Sent from Petguide.com Free App


----------



## Freestep

You know, for as many times as we all gripe and moan about how terrible these forums are because of nasty disagreements or whatever... THIS is why we keep coming back. Because where it really matters, we're all GSD lovers and will go to the ends of the Earth to help each other out, especially where dogs are involved.

Good work David and Katsmuse. Thank you.


----------



## Sunflowers

Is it true that military dogs are fed the evil Science Diet?
That's what this website says.

Our Mission
If so, maybe you could put her on raw with some joint supplements and she'd perk right up!


----------



## Sarah~

Freestep said:


> You know, for as many times as we all gripe and moan about how terrible these forums are because of nasty disagreements or whatever... THIS is why we keep coming back. Because where it really matters, we're all GSD lovers and will go to the ends of the Earth to help each other out, especially where dogs are involved.
> 
> Good work David and Katsmuse. Thank you.


:thumbup::thumbup::thumbup:


----------



## David Winners

Yes, they all eat Hills SD AD unless they have food issues, in which case they eat Hills SD ZD. Garbage in a bag to say the least.

She is being well taken care of the moment she hits the door at Kat's place. There are other members here who have graciously offered to support Fama's nutritional needs and are donating supplements for her. It is very kind of everyone involved to be helping in such important ways. There is only so much I can realistically do, especially from Korea and through moving my family, and they have completely taken any burden off of both Fama and I. 

I really can't say enough about the people helping us. I can't ever thank them enough or repay them, though they wouldn't accept it anyways. The real heroes in this story are these people. Fama and I have always just done our job because we love it. It's because of the kindness, patriotism and generosity of my friends here that Fama will get everything she needs, and more, to honor her service to our country.


----------



## onyx'girl

You and Fama need to go on tour in MI when you get back and settled in! I would love to meet her and get her autograph aw:


----------



## David Winners

onyx'girl said:


> You and Fama need to go on tour in MI when you get back and settled in! I would love to meet her and get her autograph aw:


I plan on coming up to MI to see several breeders. Julie at A-T is an internet friend, and I just have to get up to see Chris Wild, Lisa Clark and Liesje. It would be great to meet you too!!


----------



## Sunflowers

Well, then, you need to come to Florida. 
I have a guest room and extra crates!


----------



## onyx'girl

I train w/ Chris & Tim, so hope to see you on a training day.
Julie and I also train at Gustavo's(Capital Area Schutzhund club), so a stop there would be great!


----------



## sheplvr

Such a wonderful story! So happy for you David, and Fama. Bless you Kat!

Sent from Petguide.com Free App


----------



## David Winners

You can see her bunny hopping in this vid.


----------



## boomer11

What happened to her tail?


----------



## David Winners

boomer11 said:


> What happened to her tail?


She is a crate spinner if you let her, and she kept busting it open. The last time was pretty bad I guess. It was after I had given her up. They decided to remove it.


----------



## Harry and Lola

She will have a great life with you at home, what an amazing life she must hav led so far.
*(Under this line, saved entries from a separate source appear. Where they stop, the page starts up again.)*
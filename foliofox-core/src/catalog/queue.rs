use std::collections::HashMap;

use chrono::{DateTime, Duration, Utc};
use sqlx::sqlite::SqliteRow;
use sqlx::{Row, SqlitePool};
use tracing::debug;

use foliofox_model::{
    BookId, DownloadItem, DownloadStatus, IndexerId, QueueItemId, QueueStats, UserId,
};

use crate::error::Result;

/// Typed access to `download_queue`, `download_history`, and
/// `download_stats`.
#[derive(Clone, Debug)]
pub struct QueueRepository {
    pool: SqlitePool,
}

impl QueueRepository {
    pub fn new(pool: SqlitePool) -> Self {
        Self { pool }
    }

    fn pool(&self) -> &SqlitePool {
        &self.pool
    }

    /// Insert a new queue row. Status starts `pending`; ids are assigned by
    /// the catalog.
    pub async fn enqueue(&self, item: &DownloadItem) -> Result<QueueItemId> {
        item.validate()?;
        let now = Utc::now();
        let result = sqlx::query(
            r#"
            INSERT INTO download_queue (
                user_id, book_id, indexer_id, title, author, url, format,
                size_bytes, priority, status, progress_pct, retry_count,
                max_retries, created_at, updated_at
            )
            VALUES (?, ?, ?, ?, ?, ?, ?, ?, ?, 'pending', 0, 0, ?, ?, ?)
            "#,
        )
        .bind(item.user_id.as_i64())
        .bind(item.book_id.map(BookId::as_i64))
        .bind(item.indexer_id.as_i64())
        .bind(&item.title)
        .bind(&item.author)
        .bind(&item.url)
        .bind(&item.format)
        .bind(item.size_bytes.map(|n| n as i64))
        .bind(item.priority as i64)
        .bind(item.max_retries as i64)
        .bind(now)
        .bind(now)
        .execute(self.pool())
        .await?;
        Ok(QueueItemId(result.last_insert_rowid()))
    }

    pub async fn get(&self, id: QueueItemId) -> Result<Option<DownloadItem>> {
        let row = sqlx::query(&format!("{ITEM_SELECT} WHERE id = ?"))
            .bind(id.as_i64())
            .fetch_optional(self.pool())
            .await?;
        row.as_ref().map(map_item_row).transpose()
    }

    /// Pending items in dispatch order: priority first, never-retried
    /// before retried, oldest first.
    pub async fn fetch_pending(&self, limit: usize) -> Result<Vec<DownloadItem>> {
        if limit == 0 {
            return Ok(Vec::new());
        }
        let rows = sqlx::query(&format!(
            "{ITEM_SELECT} WHERE status = 'pending' \
             ORDER BY priority ASC, (retry_count > 0) ASC, created_at ASC \
             LIMIT ?"
        ))
        .bind(limit as i64)
        .fetch_all(self.pool())
        .await?;
        rows.iter().map(map_item_row).collect()
    }

    /// Failed items that still have retries left. Cooldown eligibility is
    /// decided by the caller, which knows the classified failure reason.
    pub async fn fetch_retry_candidates(&self) -> Result<Vec<DownloadItem>> {
        let rows = sqlx::query(&format!(
            "{ITEM_SELECT} WHERE status = 'failed' AND retry_count < max_retries \
             ORDER BY priority ASC, updated_at ASC"
        ))
        .fetch_all(self.pool())
        .await?;
        rows.iter().map(map_item_row).collect()
    }

    /// Compare-and-set `pending` to `downloading`. Returns false when the
    /// row was concurrently taken, so at most one task ever starts per id.
    pub async fn try_start(&self, id: QueueItemId) -> Result<bool> {
        let now = Utc::now();
        let result = sqlx::query(
            "UPDATE download_queue \
             SET status = 'downloading', started_at = ?, updated_at = ?, \
                 error_message = NULL \
             WHERE id = ? AND status = 'pending'",
        )
        .bind(now)
        .bind(now)
        .bind(id.as_i64())
        .execute(self.pool())
        .await?;
        Ok(result.rows_affected() == 1)
    }

    /// Move a failed item straight back to `pending` for a retry attempt.
    pub async fn mark_retrying(&self, id: QueueItemId) -> Result<bool> {
        let result = sqlx::query(
            "UPDATE download_queue SET status = 'pending', updated_at = ? \
             WHERE id = ? AND status = 'failed' AND retry_count < max_retries",
        )
        .bind(Utc::now())
        .bind(id.as_i64())
        .execute(self.pool())
        .await?;
        Ok(result.rows_affected() == 1)
    }

    pub async fn update_progress(&self, id: QueueItemId, progress_pct: u8) -> Result<()> {
        sqlx::query(
            "UPDATE download_queue SET progress_pct = ?, updated_at = ? WHERE id = ?",
        )
        .bind(progress_pct.min(100) as i64)
        .bind(Utc::now())
        .bind(id.as_i64())
        .execute(self.pool())
        .await?;
        Ok(())
    }

    /// Finalize a successful download in one transaction: flip the row to
    /// `completed`, append the history entry, and roll up daily stats.
    pub async fn mark_completed(
        &self,
        id: QueueItemId,
        local_path: &str,
        file_size_bytes: Option<u64>,
    ) -> Result<()> {
        let now = Utc::now();
        let mut tx = self.pool().begin().await?;

        let row = sqlx::query(
            "SELECT user_id, book_id, indexer_id, title, started_at \
             FROM download_queue WHERE id = ?",
        )
        .bind(id.as_i64())
        .fetch_one(&mut *tx)
        .await?;
        let user_id: i64 = row.try_get("user_id")?;
        let book_id: Option<i64> = row.try_get("book_id")?;
        let indexer_id: i64 = row.try_get("indexer_id")?;
        let title: String = row.try_get("title")?;
        let started_at: Option<DateTime<Utc>> = row.try_get("started_at")?;
        let duration_seconds =
            started_at.map(|started| (now - started).num_seconds().max(0));

        sqlx::query(
            "UPDATE download_queue \
             SET status = 'completed', progress_pct = 100, local_path = ?, \
                 completed_at = ?, updated_at = ?, error_message = NULL \
             WHERE id = ?",
        )
        .bind(local_path)
        .bind(now)
        .bind(now)
        .bind(id.as_i64())
        .execute(&mut *tx)
        .await?;

        sqlx::query(
            r#"
            INSERT INTO download_history (
                queue_id, user_id, book_id, indexer_id, title, final_status,
                file_size_bytes, download_duration_seconds, completed_at
            )
            VALUES (?, ?, ?, ?, ?, 'completed', ?, ?, ?)
            "#,
        )
        .bind(id.as_i64())
        .bind(user_id)
        .bind(book_id)
        .bind(indexer_id)
        .bind(&title)
        .bind(file_size_bytes.map(|n| n as i64))
        .bind(duration_seconds)
        .bind(now)
        .execute(&mut *tx)
        .await?;

        upsert_stats(&mut tx, now, indexer_id, 1, 0, file_size_bytes.unwrap_or(0))
            .await?;
        tx.commit().await?;
        Ok(())
    }

    /// Record a failure: classify-side bookkeeping lives with the caller;
    /// here the row flips to `failed` and, when allowed, the retry counter
    /// advances. Daily stats roll up in the same transaction.
    pub async fn mark_failed(
        &self,
        id: QueueItemId,
        error_message: &str,
        increment_retry: bool,
    ) -> Result<()> {
        let now = Utc::now();
        let mut tx = self.pool().begin().await?;

        let row = sqlx::query("SELECT indexer_id FROM download_queue WHERE id = ?")
            .bind(id.as_i64())
            .fetch_one(&mut *tx)
            .await?;
        let indexer_id: i64 = row.try_get("indexer_id")?;

        let sql = if increment_retry {
            "UPDATE download_queue \
             SET status = 'failed', error_message = ?, updated_at = ?, \
                 retry_count = MIN(retry_count + 1, max_retries) \
             WHERE id = ?"
        } else {
            "UPDATE download_queue \
             SET status = 'failed', error_message = ?, updated_at = ? \
             WHERE id = ?"
        };
        sqlx::query(sql)
            .bind(error_message)
            .bind(now)
            .bind(id.as_i64())
            .execute(&mut *tx)
            .await?;

        upsert_stats(&mut tx, now, indexer_id, 0, 1, 0).await?;
        tx.commit().await?;
        Ok(())
    }

    /// Reset stalled `downloading` rows back to `pending`, leaving
    /// `retry_count` untouched. Returns the ids that were reset.
    pub async fn reset_stale(&self, stale_after: Duration) -> Result<Vec<QueueItemId>> {
        let cutoff = Utc::now() - stale_after;
        let rows = sqlx::query(
            "UPDATE download_queue \
             SET status = 'pending', progress_pct = 0, updated_at = ? \
             WHERE status = 'downloading' AND updated_at < ? \
             RETURNING id",
        )
        .bind(Utc::now())
        .bind(cutoff)
        .fetch_all(self.pool())
        .await?;
        let mut ids = Vec::with_capacity(rows.len());
        for row in rows {
            ids.push(QueueItemId(row.try_get("id")?));
        }
        if !ids.is_empty() {
            debug!(count = ids.len(), "reset stale downloads to pending");
        }
        Ok(ids)
    }

    /// Return an interrupted item to `pending` (shutdown path).
    pub async fn requeue(&self, id: QueueItemId) -> Result<()> {
        sqlx::query(
            "UPDATE download_queue \
             SET status = 'pending', progress_pct = 0, updated_at = ? \
             WHERE id = ? AND status = 'downloading'",
        )
        .bind(Utc::now())
        .bind(id.as_i64())
        .execute(self.pool())
        .await?;
        Ok(())
    }

    /// Failed attempts per indexer over the trailing window, for the
    /// smart-retry filter.
    pub async fn indexer_failure_counts(
        &self,
        window: Duration,
    ) -> Result<HashMap<i64, u64>> {
        let cutoff = Utc::now() - window;
        let rows = sqlx::query(
            "SELECT indexer_id, COUNT(*) AS failures FROM download_queue \
             WHERE status = 'failed' AND updated_at >= ? \
             GROUP BY indexer_id",
        )
        .bind(cutoff)
        .fetch_all(self.pool())
        .await?;
        let mut counts = HashMap::with_capacity(rows.len());
        for row in rows {
            counts.insert(
                row.try_get::<i64, _>("indexer_id")?,
                row.try_get::<i64, _>("failures")? as u64,
            );
        }
        Ok(counts)
    }

    /// Periodic priority rebalancing: age pending items toward urgency,
    /// push repeat offenders up, and under load prefer small payloads.
    pub async fn optimize_priorities(&self, under_load: bool) -> Result<u64> {
        let now = Utc::now();
        let age_cutoff = now - Duration::hours(2);
        let mut affected = 0;

        let aged = sqlx::query(
            "UPDATE download_queue SET priority = MAX(1, priority - 1), updated_at = ? \
             WHERE status = 'pending' AND created_at < ? AND priority > 1",
        )
        .bind(now)
        .bind(age_cutoff)
        .execute(self.pool())
        .await?;
        affected += aged.rows_affected();

        let retried = sqlx::query(
            "UPDATE download_queue SET priority = MIN(10, priority + 1), updated_at = ? \
             WHERE status = 'pending' AND retry_count >= 2 AND priority < 10",
        )
        .bind(now)
        .execute(self.pool())
        .await?;
        affected += retried.rows_affected();

        if under_load {
            let small = sqlx::query(
                "UPDATE download_queue SET priority = MAX(1, priority - 1), updated_at = ? \
                 WHERE status = 'pending' AND size_bytes IS NOT NULL \
                   AND size_bytes < ? AND priority > 1",
            )
            .bind(now)
            .bind(10 * 1024 * 1024_i64)
            .execute(self.pool())
            .await?;
            affected += small.rows_affected();
        }
        Ok(affected)
    }

    /// Aggregate queue snapshot for monitoring consumers.
    pub async fn stats(&self) -> Result<QueueStats> {
        let now = Utc::now();
        let hour_ago = now - Duration::hours(1);

        let mut counts_by_status = HashMap::new();
        let rows = sqlx::query(
            "SELECT status, COUNT(*) AS n FROM download_queue GROUP BY status",
        )
        .fetch_all(self.pool())
        .await?;
        for row in rows {
            counts_by_status.insert(
                row.try_get::<String, _>("status")?,
                row.try_get::<i64, _>("n")? as u64,
            );
        }

        let wait_row = sqlx::query(
            "SELECT AVG(strftime('%s', 'now') - strftime('%s', created_at)) AS avg_wait \
             FROM download_queue WHERE status = 'pending'",
        )
        .fetch_one(self.pool())
        .await?;
        let avg_wait_seconds: Option<f64> = wait_row.try_get("avg_wait")?;

        let completed_row = sqlx::query(
            "SELECT COUNT(*) AS n FROM download_history \
             WHERE final_status = 'completed' AND completed_at >= ?",
        )
        .bind(hour_ago)
        .fetch_one(self.pool())
        .await?;
        let failed_row = sqlx::query(
            "SELECT COUNT(*) AS n FROM download_queue \
             WHERE status = 'failed' AND updated_at >= ?",
        )
        .bind(hour_ago)
        .fetch_one(self.pool())
        .await?;

        Ok(QueueStats {
            counts_by_status,
            avg_wait_seconds,
            completed_last_hour: completed_row.try_get::<i64, _>("n")? as u64,
            failed_last_hour: failed_row.try_get::<i64, _>("n")? as u64,
            failures_by_indexer: self
                .indexer_failure_counts(Duration::hours(1))
                .await?,
        })
    }
}

async fn upsert_stats(
    tx: &mut sqlx::Transaction<'_, sqlx::Sqlite>,
    now: DateTime<Utc>,
    indexer_id: i64,
    completed: i64,
    failed: i64,
    bytes: u64,
) -> Result<()> {
    sqlx::query(
        r#"
        INSERT INTO download_stats (day, indexer_id, completed, failed, bytes_downloaded)
        VALUES (?, ?, ?, ?, ?)
        ON CONFLICT (day, indexer_id) DO UPDATE SET
            completed = completed + excluded.completed,
            failed = failed + excluded.failed,
            bytes_downloaded = bytes_downloaded + excluded.bytes_downloaded
        "#,
    )
    .bind(now.format("%Y-%m-%d").to_string())
    .bind(indexer_id)
    .bind(completed)
    .bind(failed)
    .bind(bytes as i64)
    .execute(&mut **tx)
    .await?;
    Ok(())
}

const ITEM_SELECT: &str = r#"
    SELECT id, user_id, book_id, indexer_id, title, author, url, format,
           size_bytes, priority, status, progress_pct, local_path,
           retry_count, max_retries, error_message, started_at,
           completed_at, created_at, updated_at
    FROM download_queue
"#;

fn map_item_row(row: &SqliteRow) -> Result<DownloadItem> {
    let status_text: String = row.try_get("status")?;
    Ok(DownloadItem {
        id: QueueItemId(row.try_get("id")?),
        user_id: UserId(row.try_get("user_id")?),
        book_id: row.try_get::<Option<i64>, _>("book_id")?.map(BookId),
        indexer_id: IndexerId(row.try_get("indexer_id")?),
        title: row.try_get("title")?,
        author: row.try_get("author")?,
        url: row.try_get("url")?,
        format: row.try_get("format")?,
        size_bytes: row
            .try_get::<Option<i64>, _>("size_bytes")?
            .map(|n| n as u64),
        priority: row.try_get::<i64, _>("priority")? as u8,
        status: DownloadStatus::parse(&status_text)?,
        progress_pct: row.try_get::<i64, _>("progress_pct")? as u8,
        local_path: row.try_get("local_path")?,
        retry_count: row.try_get::<i64, _>("retry_count")? as u32,
        max_retries: row.try_get::<i64, _>("max_retries")? as u32,
        error_message: row.try_get("error_message")?,
        started_at: row.try_get("started_at")?,
        completed_at: row.try_get("completed_at")?,
        created_at: row.try_get("created_at")?,
        updated_at: row.try_get("updated_at")?,
    })
}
I can see the bunny hop, Lola does this as well (she has HD), give Fama a glucosamine and chondroitin capsule everyday.


----------



## carmspack

David , hi, do you think the rear end movement has anything to do with her no longer having her tail?
Her muscles in the rear would have a lot of compensating to do for lack of that rudder . 
I will ask some questions of my Vet friend at market tomorrow , and of Linda Shaw who has written many articles , including Schutzhund USA and Das Scaferhund Magazin on GSD anatomy.

on this "glucosamine and chondroitin " I met with a nutritional specialist last week , chance meeting, discussing glucosamine ---- and then he said , "of course you know you should have MSM in the formulation because you need a sulfur for the uptake of the glucosamine" MSM is such a sulfur.


----------



## DutchKarin

I, too, am so loving this story and can't wait until the episodes pick back up.
David, are there any concerns about bringing a military dog into civilian life? Oh and I'm talking about Fama not you. ;-) But also generally speaking.

Karin


----------



## Freestep

David Winners said:


> She is a crate spinner if you let her, and she kept busting it open. The last time was pretty bad I guess. It was after I had given her up. They decided to remove it.
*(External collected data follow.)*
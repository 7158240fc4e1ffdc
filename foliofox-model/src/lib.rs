//! Core data model definitions shared across FolioFox crates.

pub mod book;
pub mod dedup;
pub mod download;
pub mod error;
pub mod health;
pub mod ids;
pub mod indexer;
pub mod maintenance;

// Intentionally curated re-exports for downstream consumers.
pub use book::Book;
pub use dedup::{
    DuplicateGroup, DuplicateMatch, MatchConfidence, MatchKind, MergeAction,
    MergeSuggestion, PairKey,
};
pub use download::{
    DownloadHistoryEntry, DownloadItem, DownloadStatus, QueueStats,
};
pub use error::{ModelError, Result as ModelResult};
pub use health::{FailoverEvent, HealthSample, HealthStatus, RecoveryEvent};
pub use ids::{BookId, IndexerId, QueueItemId, UserId};
pub use indexer::{Indexer, IndexerType};
pub use maintenance::{
    MaintenanceReport, MaintenanceTask, TaskKind, TaskStatus,
};
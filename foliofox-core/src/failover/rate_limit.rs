//! Sliding-window request caps per backend type.

use std::collections::{HashMap, VecDeque};

use chrono::{DateTime, Duration, Utc};

use foliofox_model::IndexerType;

/// One backend's cap: at most `limit` calls per `window`.
#[derive(Debug, Clone, Copy)]
pub struct WindowRule {
    pub limit: u32,
    pub window: Duration,
}

impl WindowRule {
    /// Default probe/search caps per backend type.
    pub fn for_backend(backend: IndexerType) -> Self {
        let limit = match backend {
            IndexerType::Prowlarr => 10,
            IndexerType::Jackett => 100,
            IndexerType::Generic => 10,
        };
        Self {
            limit,
            window: Duration::seconds(60),
        }
    }
}

/// Sliding-window log: keeps one timestamp per admitted call.
#[derive(Debug, Default)]
struct WindowLog {
    admitted: VecDeque<DateTime<Utc>>,
}

impl WindowLog {
    fn try_admit(&mut self, rule: WindowRule, now: DateTime<Utc>) -> Option<Duration> {
        let horizon = now - rule.window;
        while self
            .admitted
            .front()
            .is_some_and(|&at| at <= horizon)
        {
            self.admitted.pop_front();
        }
        if (self.admitted.len() as u32) < rule.limit {
            self.admitted.push_back(now);
            return None;
        }
        // Full: the caller may retry once the oldest admission expires.
        self.admitted
            .front()
            .map(|&oldest| (oldest + rule.window) - now)
    }
}

/// Rate limiter keyed by backend type, enforced over all probe traffic.
#[derive(Debug, Default)]
pub struct BackendRateLimits {
    windows: HashMap<IndexerType, WindowLog>,
}

impl BackendRateLimits {
    pub fn new() -> Self {
        Self::default()
    }

    /// Admit a call or return how long until the window frees a slot.
    pub fn try_admit(
        &mut self,
        backend: IndexerType,
        now: DateTime<Utc>,
    ) -> Option<Duration> {
        let rule = WindowRule::for_backend(backend);
        self.windows
            .entry(backend)
            .or_default()
            .try_admit(rule, now)
    }
}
 I have seen several military dogs with cropped tails, is this why they do it? I always wondered if it was done for a reason, or if the tails had been injured or something.


----------



## carmspack

freestep I am really thinking along those lines . A mature dog with a tail crop will have resultant change in muscles in the pelvic area, some dogs have problems with being incontinent. A GSD uses the tail as a rudder , changing directions , coming to a stop . It is not just for social communication , it is literally another appendage .


----------



## David Winners

carmspack said:


> David , hi, do you think the rear end movement has anything to do with her no longer having her tail?
> Her muscles in the rear would have a lot of compensating to do for lack of that rudder .
> I will ask some questions of my Vet friend at market tomorrow , and of Linda Shaw who has written many articles , including Schutzhund USA and Das Scaferhund Magazin on GSD anatomy.
> 
> on this "glucosamine and chondroitin " I met with a nutritional specialist last week , chance meeting, discussing glucosamine ---- and then he said , "of course you know you should have MSM in the formulation because you need a sulfur for the uptake of the glucosamine" MSM is such a sulfur.


You know Carmen, I hadn't thought of it. The last time I saw her was shortly after the amputation and she was still healing up, so I haven't seen her move since the operation. It is a very interesting train of thought. Thank you for inquiring on our behalf. It will be interesting to hear what Linda has to say.

I have been around several Mals who had their tails amputated and didn't notice any hinderance of movement in the rear. I wasn't specifically looking for it as such and may have overlooked it if it was minor.

I have been reading articles about glucosamine, chondroitin and MSM. They seem to go hand in hand, along with about 2000 mg of Ester C a day.


----------



## David Winners

DutchKarin said:


> I, too, am so loving this story and can't wait until the episodes pick back up.
> David, are there any concerns about bringing a military dog into civilian life? Oh and I'm talking about Fama not you. ;-) But also generally speaking.
> 
> Karin


I think it can be challenging for those adopting a military dog that have no prior handling experience. I personally know this dog well enough to say that we will have no challenges that we can't overcome rather easily. We have already made huge strides in her impulse control and in counterconditioning her HA tendencies. If there are DA or HA problems when we get her home, I will address those issues. I'm really not worried about it.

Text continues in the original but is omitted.